**DESCRIPTION OF THE TASK**
Among the lines below, how many carry the string "NodeNotFound"? Reply with a number and nothing else.

**SUPPLIED INFORMATION**
==========

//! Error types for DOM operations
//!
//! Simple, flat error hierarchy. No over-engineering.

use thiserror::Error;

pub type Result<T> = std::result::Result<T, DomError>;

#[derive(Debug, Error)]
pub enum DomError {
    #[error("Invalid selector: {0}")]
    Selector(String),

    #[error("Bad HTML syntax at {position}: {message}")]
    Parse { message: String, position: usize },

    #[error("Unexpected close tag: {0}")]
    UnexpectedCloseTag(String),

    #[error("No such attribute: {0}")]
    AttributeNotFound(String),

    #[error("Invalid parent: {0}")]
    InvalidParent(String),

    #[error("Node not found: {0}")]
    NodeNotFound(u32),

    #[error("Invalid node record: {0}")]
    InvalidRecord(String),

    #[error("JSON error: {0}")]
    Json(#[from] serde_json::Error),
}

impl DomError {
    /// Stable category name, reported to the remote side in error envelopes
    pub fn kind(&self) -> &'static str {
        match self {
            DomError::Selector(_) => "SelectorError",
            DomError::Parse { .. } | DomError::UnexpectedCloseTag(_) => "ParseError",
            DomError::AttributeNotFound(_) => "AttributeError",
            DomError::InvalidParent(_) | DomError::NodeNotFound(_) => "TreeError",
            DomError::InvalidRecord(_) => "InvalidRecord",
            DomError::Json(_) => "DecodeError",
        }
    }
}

==========

**EXERCISE RESULT**
2